Si les monstres de poche de votre île vous donnent accès à différents pouvoirs, la charité n'est pas à sens unique et le joueur devra lui aussi répondre à différentes demandes. Déjà, c'est une chose de raviver un endroit, mais il faut aussi le rendre plus agréable pour les individus qui y habitent. C'est pourquoi il faudra aussi faire en sorte d'améliorer le quotidien des Pokémon, en les questionnant sur la qualité de leur confort.
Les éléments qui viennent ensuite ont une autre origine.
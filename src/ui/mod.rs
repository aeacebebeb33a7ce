//! The workflow editor's wire format.
//!
//! These structs mirror the JSON the visual editor produces and the backend
//! stores next to a compiled definition. Every data field is optional; the
//! [`graph`](crate::graph) module converts them into the tagged node model.
mod types;

pub use types::*;
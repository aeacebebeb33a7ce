//! Structural validation of an automation graph.
//!
//! Every check runs and every problem is collected, so the editor can show
//! the user the whole list at once. A graph that fails validation is never
//! compiled or sent to the backend.
use crate::graph::{Adjacency, GraphModel, Node, NodeData, NodeKind};
use crate::schema::{ConfigIssue, SchemaRegistry};
use serde::{Serialize, Serializer};
use thiserror::Error;

/// One reason a graph cannot be saved.
#[derive(Error, Debug, Clone, PartialEq)]
pub enum Violation {
    #[error("Workflow name is required")]
    MissingName,

    #[error("Workflow must have at least one node")]
    Empty,

    #[error("Workflow must have at least one trigger")]
    NoTrigger,

    #[error("Workflow can only have one trigger (found {count})")]
    MultipleTriggers { count: usize },

    #[error("Trigger type must be selected")]
    UntypedTrigger { node_id: String },

    #[error("Action {position} must have an action type selected")]
    UntypedAction { position: usize, node_id: String },

    #[error("{node_label}: {issue}")]
    IncompleteConfig {
        node_id: String,
        node_label: String,
        issue: ConfigIssue,
    },

    #[error("Node '{node_label}' is not connected to any other node")]
    OrphanNode { node_id: String, node_label: String },

    #[error("Workflow has disconnected components: only {reachable} of {total} nodes are connected")]
    Disconnected { reachable: usize, total: usize },
}

/// Outcome of [`GraphValidator::validate`].
#[derive(Debug, Clone, Default, PartialEq)]
pub struct ValidationReport {
    violations: Vec<Violation>,
}

impl ValidationReport {
    pub fn is_valid(&self) -> bool {
        self.violations.is_empty()
    }

    pub fn violations(&self) -> &[Violation] {
        &self.violations
    }

    /// The user-facing messages, in check order.
    pub fn errors(&self) -> Vec<String> {
        self.violations.iter().map(|v| v.to_string()).collect()
    }

    fn push(&mut self, violation: Violation) {
        self.violations.push(violation);
    }
}

impl Serialize for ValidationReport {
    fn serialize<S: Serializer>(&self, serializer: S) -> Result<S::Ok, S::Error> {
        #[derive(Serialize)]
        #[serde(rename_all = "camelCase")]
        struct Repr {
            is_valid: bool,
            errors: Vec<String>,
        }

        Repr {
            is_valid: self.is_valid(),
            errors: self.errors(),
        }
        .serialize(serializer)
    }
}

/// Checks a graph against the structural rules and the schema registry.
pub struct GraphValidator<'a> {
    schemas: &'a SchemaRegistry,
}

impl<'a> GraphValidator<'a> {
    pub fn new(schemas: &'a SchemaRegistry) -> Self {
        Self { schemas }
    }

    pub fn validate(&self, name: &str, graph: &GraphModel) -> ValidationReport {
        let mut report = ValidationReport::default();

        if name.trim().is_empty() {
            report.push(Violation::MissingName);
        }

        if graph.is_empty() {
            report.push(Violation::Empty);
            return report;
        }

        let triggers: Vec<&Node> = graph.nodes_of_kind(NodeKind::Trigger).collect();
        match triggers.len() {
            0 => report.push(Violation::NoTrigger),
            1 => {}
            count => report.push(Violation::MultipleTriggers { count }),
        }

        if let Some(trigger) = triggers.first() {
            if trigger.trigger_type().is_none() {
                report.push(Violation::UntypedTrigger {
                    node_id: trigger.id.clone(),
                });
            }
        }

        for (i, action) in graph.nodes_of_kind(NodeKind::Action).enumerate() {
            if action.action_type().is_none() {
                report.push(Violation::UntypedAction {
                    position: i + 1,
                    node_id: action.id.clone(),
                });
            }
        }

        self.check_configs(graph, &mut report);
        Self::check_connectivity(graph, &mut report);

        report
    }

    fn check_configs(&self, graph: &GraphModel, report: &mut ValidationReport) {
        for node in &graph.nodes {
            let (kind, type_name, config) = match &node.data {
                NodeData::Trigger(d) => (NodeKind::Trigger, d.trigger_type.as_deref(), &d.config),
                NodeData::Action(d) => (NodeKind::Action, d.action_type.as_deref(), &d.config),
                NodeData::Condition(_) => continue,
            };
            let Some(type_name) = type_name else {
                continue;
            };

            for issue in self.schemas.check_config(kind, type_name, config) {
                report.push(Violation::IncompleteConfig {
                    node_id: node.id.clone(),
                    node_label: node.display_name().to_string(),
                    issue,
                });
            }
        }
    }

    fn check_connectivity(graph: &GraphModel, report: &mut ValidationReport) {
        // A lone node (usually a trigger-only draft) is complete on its own.
        if graph.len() <= 1 {
            return;
        }

        let adjacency = Adjacency::undirected(graph);

        for (idx, node) in graph.nodes.iter().enumerate() {
            if !adjacency.is_incident(idx) {
                report.push(Violation::OrphanNode {
                    node_id: node.id.clone(),
                    node_label: node.display_name().to_string(),
                });
            }
        }

        let reachable = adjacency.reachable_from(0).iter().filter(|&&v| v).count();
        if reachable < graph.len() {
            report.push(Violation::Disconnected {
                reachable,
                total: graph.len(),
            });
        }
    }
}

/// Validates with the built-in schema catalogue.
pub fn validate(name: &str, graph: &GraphModel) -> ValidationReport {
    GraphValidator::new(&SchemaRegistry::new()).validate(name, graph)
}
Lorsque certains cherchent à vivre dans un endroit plus sombre (ou, a contrario, plus lumineux), d'autres souhaitent agrémenter leur lieu de vie d'objets en tout genre.

Par ailleurs, la variété d'objets mise à disposition du joueur est organisée en plusieurs catégories, à l'image des blocs qui seront, pour la plupart, classés comme “de quoi circuler facilement”, ou encore des objets conçus à base de fleurs classés comme “de quoi décorer”. Ces groupes d'objets répondent à plusieurs demandes et permettent aussi de savoir plus facilement ce dont a besoin un Pokémon pour améliorer son confort. Enfin, puisqu'il est possible de bâtir des maisons, pourquoi ne pas en profiter pour faire emménager nos amis dedans ? Les Pokémon pourront s'installer à plusieurs dans ces logements qu'ils ont eux-mêmes construits, permettant un gain de place, mais aussi d'améliorer leur confort plus rapidement en décorant l'intérieur de la maison. 
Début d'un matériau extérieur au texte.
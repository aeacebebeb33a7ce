use super::node::{Node, NodeData, NodeKind, NodePatch, Position};
use crate::error::GraphError;
use crate::ui::{UiEdge, UiGraph};
use serde::{Deserialize, Serialize};

/// A connection between two nodes. Direction is only meaningful for display
/// and for the edge-order diagnostic; connectivity treats edges as undirected.
#[derive(Debug, Clone, PartialEq, Eq, Serialize, Deserialize)]
pub struct Edge {
    pub id: String,
    pub source: String,
    pub target: String,
}

impl From<UiEdge> for Edge {
    fn from(raw: UiEdge) -> Self {
        Self {
            id: raw.id,
            source: raw.source,
            target: raw.target,
        }
    }
}

/// The editor's working set of nodes and edges.
///
/// No invariants are enforced here. Any shape can be represented, including
/// graphs with no trigger or with dangling edges, so the editor stays usable
/// while a workflow is half-built. [`GraphValidator`](crate::validator::GraphValidator)
/// decides whether a graph may be saved.
#[derive(Debug, Clone, Default, PartialEq, Serialize, Deserialize)]
pub struct GraphModel {
    #[serde(default)]
    pub nodes: Vec<Node>,
    #[serde(default)]
    pub edges: Vec<Edge>,
}

impl GraphModel {
    pub fn new() -> Self {
        Self::default()
    }

    pub fn len(&self) -> usize {
        self.nodes.len()
    }

    pub fn is_empty(&self) -> bool {
        self.nodes.is_empty()
    }

    pub fn node(&self, id: &str) -> Option<&Node> {
        self.nodes.iter().find(|n| n.id == id)
    }

    /// Nodes of one kind, in node-array order.
    pub fn nodes_of_kind(&self, kind: NodeKind) -> impl Iterator<Item = &Node> {
        self.nodes.iter().filter(move |n| n.kind() == kind)
    }

    /// Adds an empty node of `kind` at the origin and returns a copy of it.
    pub fn add_node(&mut self, kind: NodeKind) -> Node {
        self.add_node_at(kind, Position::default())
    }

    pub fn add_node_at(&mut self, kind: NodeKind, position: Position) -> Node {
        let id = self.next_node_id(kind);
        let node = Node::new(id, position, NodeData::empty(kind));
        self.nodes.push(node.clone());
        node
    }

    /// Appends a fully built node, keeping its id as given.
    pub fn insert_node(&mut self, node: Node) {
        self.nodes.push(node);
    }

    /// Removes a node together with every edge touching it.
    pub fn remove_node(&mut self, id: &str) -> Option<Node> {
        let index = self.nodes.iter().position(|n| n.id == id)?;
        let removed = self.nodes.remove(index);
        self.edges.retain(|e| e.source != id && e.target != id);
        Some(removed)
    }

    pub fn connect(&mut self, source: &str, target: &str) -> Edge {
        let base = format!("e-{}-{}", source, target);
        let mut id = base.clone();
        let mut suffix = 1;
        while self.edges.iter().any(|e| e.id == id) {
            suffix += 1;
            id = format!("{}-{}", base, suffix);
        }

        let edge = Edge {
            id,
            source: source.to_string(),
            target: target.to_string(),
        };
        self.edges.push(edge.clone());
        edge
    }

    pub fn disconnect(&mut self, edge_id: &str) -> Option<Edge> {
        let index = self.edges.iter().position(|e| e.id == edge_id)?;
        Some(self.edges.remove(index))
    }

    /// Applies `patches` to a node's data as one copy-on-write update.
    ///
    /// The data is cloned, patched, then swapped in. If any patch does not
    /// fit the node's kind, the node is left untouched.
    pub fn update_node_data(
        &mut self,
        id: &str,
        patches: impl IntoIterator<Item = NodePatch>,
    ) -> Result<(), GraphError> {
        let node = self
            .nodes
            .iter_mut()
            .find(|n| n.id == id)
            .ok_or_else(|| GraphError::NodeNotFound {
                node_id: id.to_string(),
            })?;

        let mut data = node.data.clone();
        for patch in patches {
            patch
                .apply(&mut data)
                .map_err(|field| GraphError::PatchMismatch {
                    node_id: id.to_string(),
                    kind: node.kind(),
                    field,
                })?;
        }
        node.data = data;
        Ok(())
    }

    pub fn move_node(&mut self, id: &str, position: Position) -> Result<(), GraphError> {
        let node = self
            .nodes
            .iter_mut()
            .find(|n| n.id == id)
            .ok_or_else(|| GraphError::NodeNotFound {
                node_id: id.to_string(),
            })?;
        node.position = position;
        Ok(())
    }

    fn next_node_id(&self, kind: NodeKind) -> String {
        let mut counter = self.nodes_of_kind(kind).count() + 1;
        loop {
            let id = format!("{}-{}", kind, counter);
            if self.node(&id).is_none() {
                return id;
            }
            counter += 1;
        }
    }
}

impl TryFrom<UiGraph> for GraphModel {
    type Error = GraphError;

    fn try_from(raw: UiGraph) -> Result<Self, Self::Error> {
        let nodes = raw
            .nodes
            .into_iter()
            .map(Node::try_from)
            .collect::<Result<Vec<_>, _>>()?;
        let edges = raw.edges.into_iter().map(Edge::from).collect();
        Ok(GraphModel { nodes, edges })
    }
}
A part ça, nos amis nous sollicitent parfois pour participer à un jeu. Dans le lot, il y a des devinettes, de la corde à sauter avec Bulbizarre ou un cache-cache. Pour ce dernier jeu, l'intérêt est de pouvoir se transformer en un objet afin de mieux se camoufler.

Un jeu qui laisse place à l'imagination

On dit souvent qu'il ne faut pas trop se comparer aux autres, mais avec Pokémon Pokopia, c'est assez compliqué lorsqu'on voit un tas de créations toutes plus ingénieuses que les autres sur les réseaux sociaux, à l'instar des génies qui arrivent à recréer toute la région de Kanto sur leur partie. Parfois, on dirait même qu'on ne possède pas le même jeu… Mais revenons en au fait : tout ça, ça a un point positif, puisque ça montre le large champ des possibles que le joueur a à sa disposition pour concevoir son propre et unique havre de paix. Pour preuve, Métamorph et ses diverses transformations pourront être exploitées pour le meilleur : terraformer des montagnes pour en détruire d'autres, créer des cours d'eau, placer des meubles (dans une large gamme de couleurs) à notre guise, planter des fleurs, buissons et arbres en tout genre…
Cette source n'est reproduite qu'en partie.